Descendo agora à terra, ao concreto do tema, não me parece sensato condescendermos com os meios para justificar os fins. Dizermos que a SIC dá "merda" ao povo porque o povo gosta, e a prefere a outras "iguarias", pode até ser um facto, mas é também admitirmos passivamente e com excesso de fatalismo que o estado de embriaguês do povo é algo de irreversível. Experimente-se dar arroz e só arroz a uma criança durante anos a fio sem lhe dar a provar mais nada e vejamos se depois ela gosta de outra coisa. Pergunte a qualquer governante se não sabe que é assim? Eles, melhor do que ninguém o sabem. E Pinto Balsemão, acha que não sabe?
Mas, vamos lá a ver. Não se diz (e eu aceito), que todos somos responsáveis pelo nosso destino? Que o contributo de cada um é importante para consolidar a mudança conjuntural? E o contributo de um ex-primeiro Ministro, não devia ser ainda maior, mais coerente, mais sério, mais exemplar? Estamos disponíveis para branquear estas vulgaridades a pretexto da manutenção da ignorância e das taras (fraquezas) do povo? Não temos todos um dever de encaminhar, sem moralizar? Então, ao menos, tenhamos a seriedade de acabar com todos os valores se já não precisamos de restaurar e renovar os poucos que restam. E que viva a anarquia!
Mas, não me parece que seja isso que o Dr. Pinto Balsemão (e outros como ele) defende quando precisa de vestir a terceira máscara da sua esquisita personalidade, como seja, falar como ex-primeiro Ministro, ou até, como simples chefe de família... Apesar da multifacetada personalidade, reconheçamos que, ainda assim, ele consegue (para muitos papalvos) fazer passar o seu lado de homem "respeitável". E se é verdade (é aqui que concordo consigo) que ainda há papalvos com fartura neste espaço mimíco de país, nós não podemos nem devemos (nem na aparência) integrar esse pelotão, sob pena de um dia nos acusarem também de apreciarmos "merda".
Termino fazendo esta afirmação pública, à laia de resumo: eu não respeito alguns produtos da SIC, mas não respeito de todo, o ex-Ministro Pinto Balsemão.

1 comentário:

  1. Prezado Rui Valente

    Desde já lhe agradeço a amabilidade da publicação do meu post e da educada resposta que me forneceu. O seu blog faz parte das minhas visitas diárias e é com prazer que dou a minha pequena contribuição para um blog que leio com prazer.

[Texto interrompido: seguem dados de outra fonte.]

use chrono::{DateTime, Local, SecondsFormat, Utc};
use rusqlite::{params, Connection};
use serde::{Deserialize, Serialize};
use std::fs;
use std::path::{Path, PathBuf};
use std::sync::atomic::{AtomicBool, Ordering};
use std::sync::{Arc, Mutex};
use thiserror::Error;
use tracing::{debug, info, warn};
use uuid::Uuid;

use crate::stats::{self, Statistics};

/// A completed attempt. Never mutated after creation.
#[derive(Debug, Clone, PartialEq, Eq, Serialize, Deserialize)]
pub struct Solve {
    pub id: Uuid,
    #[serde(rename = "time")]
    pub time_ms: u64,
    pub scramble: String,
    pub timestamp: DateTime<Local>,
}

impl Solve {
    pub fn new(time_ms: u64, scramble: String) -> Self {
        Self {
            id: Uuid::new_v4(),
            time_ms,
            scramble,
            timestamp: Local::now(),
        }
    }
}

#[derive(Debug, Error)]
pub enum StoreError {
    #[error("database error: {0}")]
    Sqlite(#[from] rusqlite::Error),

    #[error("io error: {0}")]
    Io(#[from] std::io::Error),

    #[error("json error: {0}")]
    Json(#[from] serde_json::Error),

    #[error("solve {0} not found")]
    NotFound(Uuid),

    #[error("store unavailable: {0}")]
    Unavailable(String),
}

/// Persistence boundary for solve history. `list` returns newest first.
pub trait SolveStore {
    fn list(&self) -> Result<Vec<Solve>, StoreError>;
    fn append(&mut self, solve: &Solve) -> Result<(), StoreError>;
    fn remove(&mut self, id: &Uuid) -> Result<(), StoreError>;
    fn clear(&mut self) -> Result<(), StoreError>;
}

/// SQLite-backed solve history
#[derive(Debug)]
pub struct SqliteSolveStore {
    conn: Connection,
}

impl SqliteSolveStore {
    /// Open (or create) the database at `path`
    pub fn open<P: AsRef<Path>>(path: P) -> Result<Self, StoreError> {
        if let Some(parent) = path.as_ref().parent() {
            fs::create_dir_all(parent)?;
        }
        let conn = Connection::open(path)?;
        Self::with_connection(conn)
    }

    pub fn open_in_memory() -> Result<Self, StoreError> {
        Self::with_connection(Connection::open_in_memory()?)
    }

    fn with_connection(conn: Connection) -> Result<Self, StoreError> {
        conn.execute(
            r#"
            CREATE TABLE IF NOT EXISTS solves (
                id TEXT PRIMARY KEY,
                time INTEGER NOT NULL,
                scramble TEXT NOT NULL,
                timestamp TEXT NOT NULL,
                created_at DATETIME DEFAULT CURRENT_TIMESTAMP
            )
            "#,
            [],
        )?;

        conn.execute(
            "CREATE INDEX IF NOT EXISTS idx_solves_timestamp ON solves(timestamp DESC)",
            [],
        )?;

        Ok(Self { conn })
    }
}

impl SolveStore for SqliteSolveStore {
    fn list(&self) -> Result<Vec<Solve>, StoreError> {
        let mut stmt = self.conn.prepare(
            r#"
            SELECT id, time, scramble, timestamp
            FROM solves
            ORDER BY timestamp DESC, rowid DESC
            "#,
        )?;

        let rows = stmt.query_map([], |row| {
            let id_str: String = row.get(0)?;
            let id = Uuid::parse_str(&id_str).map_err(|e| {
                rusqlite::Error::FromSqlConversionFailure(0, rusqlite::types::Type::Text, Box::new(e))
            })?;

            let timestamp_str: String = row.get(3)?;
            let timestamp = DateTime::parse_from_rfc3339(&timestamp_str)
                .map_err(|e| {
                    rusqlite::Error::FromSqlConversionFailure(
                        3,
                        rusqlite::types::Type::Text,
                        Box::new(e),
                    )
                })?
                .with_timezone(&Local);

            Ok(Solve {
                id,
                time_ms: row.get(1)?,
                scramble: row.get(2)?,
                timestamp,
            })
        })?;

        let mut solves = Vec::new();
        for solve in rows {
            solves.push(solve?);
        }
        Ok(solves)
    }

    fn append(&mut self, solve: &Solve) -> Result<(), StoreError> {
        self.conn.execute(
            "INSERT INTO solves (id, time, scramble, timestamp) VALUES (?1, ?2, ?3, ?4)",
            params![
                solve.id.to_string(),
                solve.time_ms,
                solve.scramble,
                sortable_timestamp(&solve.timestamp),
            ],
        )?;
        Ok(())
    }

    fn remove(&mut self, id: &Uuid) -> Result<(), StoreError> {
        let deleted = self
            .conn
            .execute("DELETE FROM solves WHERE id = ?1", [id.to_string()])?;
        if deleted == 0 {
            return Err(StoreError::NotFound(*id));
        }
        Ok(())
    }

    fn clear(&mut self) -> Result<(), StoreError> {
        self.conn.execute("DELETE FROM solves", [])?;
        Ok(())
    }
}

/// UTC with a fixed number of fraction digits, so text order is time order
/// even across a local offset change
fn sortable_timestamp(timestamp: &DateTime<Local>) -> String {
    timestamp
        .with_timezone(&Utc)
        .to_rfc3339_opts(SecondsFormat::Micros, true)
}

/// Whole history kept as one JSON array on disk
#[derive(Debug, Clone)]
pub struct JsonSolveStore {
    path: PathBuf,
}

impl JsonSolveStore {
    pub fn with_path<P: AsRef<Path>>(p: P) -> Self {
        Self {
            path: p.as_ref().to_path_buf(),
        }
    }

    fn write_all(&self, solves: &[Solve]) -> Result<(), StoreError> {
        if let Some(parent) = self.path.parent() {
            fs::create_dir_all(parent)?;
        }
        let data = serde_json::to_vec_pretty(solves)?;
        fs::write(&self.path, data)?;
        Ok(())
    }
}

impl SolveStore for JsonSolveStore {
    /// A missing or unreadable file is an empty history
    fn list(&self) -> Result<Vec<Solve>, StoreError> {
        match fs::read(&self.path) {
            Ok(bytes) => Ok(serde_json::from_slice(&bytes).unwrap_or_else(|e| {
                warn!(path = %self.path.display(), error = %e, "ignoring unreadable history file");
                Vec::new()
            })),
            Err(e) if e.kind() == std::io::ErrorKind::NotFound => Ok(Vec::new()),
            Err(e) => Err(e.into()),
        }
    }

    fn append(&mut self, solve: &Solve) -> Result<(), StoreError> {
        let mut solves = self.list()?;
        solves.insert(0, solve.clone());
        self.write_all(&solves)
    }

    fn remove(&mut self, id: &Uuid) -> Result<(), StoreError> {
        let mut solves = self.list()?;
        let before = solves.len();
        solves.retain(|s| s.id != *id);
        if solves.len() == before {
            return Err(StoreError::NotFound(*id));
        }
        self.write_all(&solves)
    }

    fn clear(&mut self) -> Result<(), StoreError> {
        self.write_all(&[])
    }
}

/// Volatile store; clones share contents, which lets tests inject failures
#[derive(Debug, Clone, Default)]
pub struct MemorySolveStore {
    solves: Arc<Mutex<Vec<Solve>>>,
    failing: Arc<AtomicBool>,
}

impl MemorySolveStore {
    pub fn new() -> Self {
        Self::default()
    }

    pub fn set_failing(&self, failing: bool) {
        self.failing.store(failing, Ordering::SeqCst);
    }

    fn guard(&self) -> Result<std::sync::MutexGuard<'_, Vec<Solve>>, StoreError> {
        if self.failing.load(Ordering::SeqCst) {
            return Err(StoreError::Unavailable("memory store set to fail".into()));
        }
        self.solves
            .lock()
            .map_err(|_| StoreError::Unavailable("memory store poisoned".into()))
    }
}

impl SolveStore for MemorySolveStore {
    fn list(&self) -> Result<Vec<Solve>, StoreError> {
        Ok(self.guard()?.clone())
    }

    fn append(&mut self, solve: &Solve) -> Result<(), StoreError> {
        self.guard()?.insert(0, solve.clone());
        Ok(())
    }

    fn remove(&mut self, id: &Uuid) -> Result<(), StoreError> {
        let mut solves = self.guard()?;
        let before = solves.len();
        solves.retain(|s| s.id != *id);
        if solves.len() == before {
            return Err(StoreError::NotFound(*id));
        }
        Ok(())
    }

    fn clear(&mut self) -> Result<(), StoreError> {
        self.guard()?.clear();
        Ok(())
    }
}

/// In-memory, newest-first view of the store.
///
/// Mutations apply to the view first and are rolled back if the store
/// rejects them. Statistics are recomputed after every change.
pub struct History {
    store: Box<dyn SolveStore>,
    solves: Vec<Solve>,
    stats: Statistics,
}

impl History {
    pub fn load(store: Box<dyn SolveStore>) -> Result<Self, StoreError> {
        let solves = store.list()?;
        debug!(count = solves.len(), "loaded solve history");
        let stats = stats::compute(&solves);
        Ok(Self {
            store,
            solves,
            stats,
        })
    }

    pub fn solves(&self) -> &[Solve] {
        &self.solves
    }

    pub fn statistics(&self) -> &Statistics {
        &self.stats
    }

    pub fn latest(&self) -> Option<&Solve> {
        self.solves.first()
    }

    pub fn record(&mut self, solve: Solve) -> Result<(), StoreError> {
        let id = solve.id;
        self.solves.insert(0, solve);
        self.refresh();

        if let Err(e) = self.store.append(&self.solves[0]) {
            warn!(%id, error = %e, "append rejected, rolling back");
            self.solves.retain(|s| s.id != id);
            self.refresh();
            return Err(e);
        }
        info!(%id, time_ms = self.solves[0].time_ms, "solve recorded");
        Ok(())
    }

    pub fn remove(&mut self, id: &Uuid) -> Result<(), StoreError> {
        let Some(idx) = self.solves.iter().position(|s| s.id == *id) else {
            return Err(StoreError::NotFound(*id));
        };
        let removed = self.solves.remove(idx);
        self.refresh();

        if let Err(e) = self.store.remove(id) {
            warn!(%id, error = %e, "remove rejected, rolling back");
            self.solves.insert(idx, removed);
            self.refresh();
            return Err(e);
        }
        Ok(())
    }

    pub fn clear(&mut self) -> Result<(), StoreError> {
        let previous = std::mem::take(&mut self.solves);
        self.refresh();

        if let Err(e) = self.store.clear() {
            warn!(error = %e, "clear rejected, rolling back");
            self.solves = previous;
            self.refresh();
            return Err(e);
        }
        Ok(())
    }

    fn refresh(&mut self) {
        self.stats = stats::compute(&self.solves);
    }
}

    Se bem compreendi a sua tese, você defende que deveria haver uma espécie de contenção da parte das estações de TV por forma a moderar os conteúdos e contribuir assim para a educação da população. Avança que a minha tese do livre mercado não isenta a SIC de culpa em função de uma "responsabilidade social" da empresa.

    Compreendo a sua posição e dou-lhe até toda a razão. De facto, uma vez que o mercado televisivo não é livre em Portugal (dado que as emissoras carecem de alvará, que são atribuídos por motivos políticos) também não poderemos deixar o funcionamento do mercado ao jogo das forças da oferta e da procura. Por outro lado, tendo em conta o impacto dos media na sociedade actual, dou-lhe inteira razão na responsabilidade social que estas empresas têm de promover certos objectivos sociais - nomeadamente a educação do povo - no seu escopo lucrativo. Aliás, até se costuma dizer que antigamente as pessoas apareciam na TV porque eram importantes e hoje são importantes porque aparecem na TV.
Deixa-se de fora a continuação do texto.